## What the task requires
Give the count of lines that hold the word "matching" in this listing, with nothing added.

## Given records
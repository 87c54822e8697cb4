mod fields;
mod model;

use crate::schema::Model;

use proc_macro2::TokenStream;
use quote::quote;

struct Expand<'a> {
    /// The model being expanded
    model: &'a Model,

    /// Path prefix for rowcast types
    rowcast: TokenStream,
}

impl Expand<'_> {
    fn expand(&self) -> TokenStream {
        let model_impl = self.expand_model_impl();

        wrap_in_const(quote! {
            #model_impl
        })
    }
}

pub(super) fn model(model: &Model) -> TokenStream {
    Expand {
        model,
        rowcast: quote!(_rowcast::codegen_support),
    }
    .expand()
}

fn wrap_in_const(code: TokenStream) -> TokenStream {
    quote! {
        const _: () = {
            use rowcast as _rowcast;
            #code
        };
    }
}
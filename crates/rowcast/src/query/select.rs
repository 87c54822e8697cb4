use super::{Query, Select};
use crate::{hydrate::hydrate, Model};

use rowcast_core::{
    driver::operation,
    stmt::{Filter, Value},
    Error, Result, ID_COLUMN,
};

use tokio::task::JoinHandle;

impl<'a, M: Model> Query<'a, M, Select> {
    /// Returns every matching row.
    pub fn all(self) -> Result<Vec<M>> {
        let limit = self.limit;
        self.fetch(limit)
    }

    /// Returns the first matching row, if any.
    pub fn first(self) -> Result<Option<M>> {
        Ok(self.fetch(Some(1))?.into_iter().next())
    }

    /// Returns `true` if at least one row matches.
    pub fn any(self) -> Result<bool> {
        Ok(self.first()?.is_some())
    }

    /// Returns `true` if no row matches.
    pub fn none(self) -> Result<bool> {
        Ok(self.first()?.is_none())
    }

    /// Returns `true` if any matching row satisfies `predicate`.
    pub fn any_match(self, predicate: impl FnMut(&M) -> bool) -> Result<bool> {
        Ok(self.all()?.iter().any(predicate))
    }

    /// Returns `true` if no matching row satisfies `predicate`.
    pub fn none_match(self, mut predicate: impl FnMut(&M) -> bool) -> Result<bool> {
        Ok(!self.all()?.iter().any(|row| predicate(row)))
    }

    /// Narrows the query to the row at `position` among the rows currently
    /// matching, in the current sort order.
    ///
    /// The position is resolved immediately by reading the identifiers of the
    /// matching rows.
    pub fn at_position(mut self, position: usize) -> Result<Self> {
        self.db.ensure_table::<M>(&self.target)?;

        let ids = self
            .db
            .exec(
                operation::Query {
                    target: self.target.clone(),
                    projection: vec![ID_COLUMN.to_string()],
                    filter: self.filter.clone(),
                    sort: self.sort.clone(),
                    limit: None,
                }
                .into(),
            )?
            .rows
            .into_values()?;

        let Some(row) = ids.row(position) else {
            return Err(Error::invalid_query(format!(
                "position {position} is out of bounds for {} matching row(s)",
                ids.len()
            )));
        };

        let id = match row.get_by_name(ID_COLUMN) {
            Some(Value::Integer(id)) => *id,
            _ => {
                return Err(Error::invalid_query(format!(
                    "rows of `{}` have no `{ID_COLUMN}` column to position by",
                    M::NAME
                )))
            }
        };

        // The identifier alone selects the row
        self.filter = Filter::eq(ID_COLUMN, id);
        Ok(self)
    }

    fn fetch(self, limit: Option<u64>) -> Result<Vec<M>> {
        let db = self.db;
        db.ensure_table::<M>(&self.target)?;

        let projection = if self.projection.is_empty() {
            M::fields().column_names()
        } else {
            self.projection
        };

        let rows = db
            .exec(
                operation::Query {
                    target: self.target,
                    projection,
                    filter: self.filter,
                    sort: self.sort,
                    limit,
                }
                .into(),
            )?
            .rows
            .into_values()?;

        rows.iter().map(|row| hydrate::<M>(&db, row)).collect()
    }
}

impl<M: Model> Query<'static, M, Select> {
    /// Runs [`Query::all`] on a blocking worker and hands the result to
    /// `callback` on the completion context.
    ///
    /// Must be called inside a tokio runtime. There is no cancellation: the
    /// query runs to completion once dispatched.
    pub fn all_async(
        self,
        callback: impl FnOnce(Result<Vec<M>>) + Send + 'static,
    ) -> Result<JoinHandle<()>> {
        let db = self.db.clone();
        db.spawn(move || self.all(), callback)
    }

    /// Runs [`Query::first`] on a blocking worker and hands the result to
    /// `callback` on the completion context.
    pub fn first_async(
        self,
        callback: impl FnOnce(Result<Option<M>>) + Send + 'static,
    ) -> Result<JoinHandle<()>> {
        let db = self.db.clone();
        db.spawn(move || self.first(), callback)
    }
}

## Answer box
7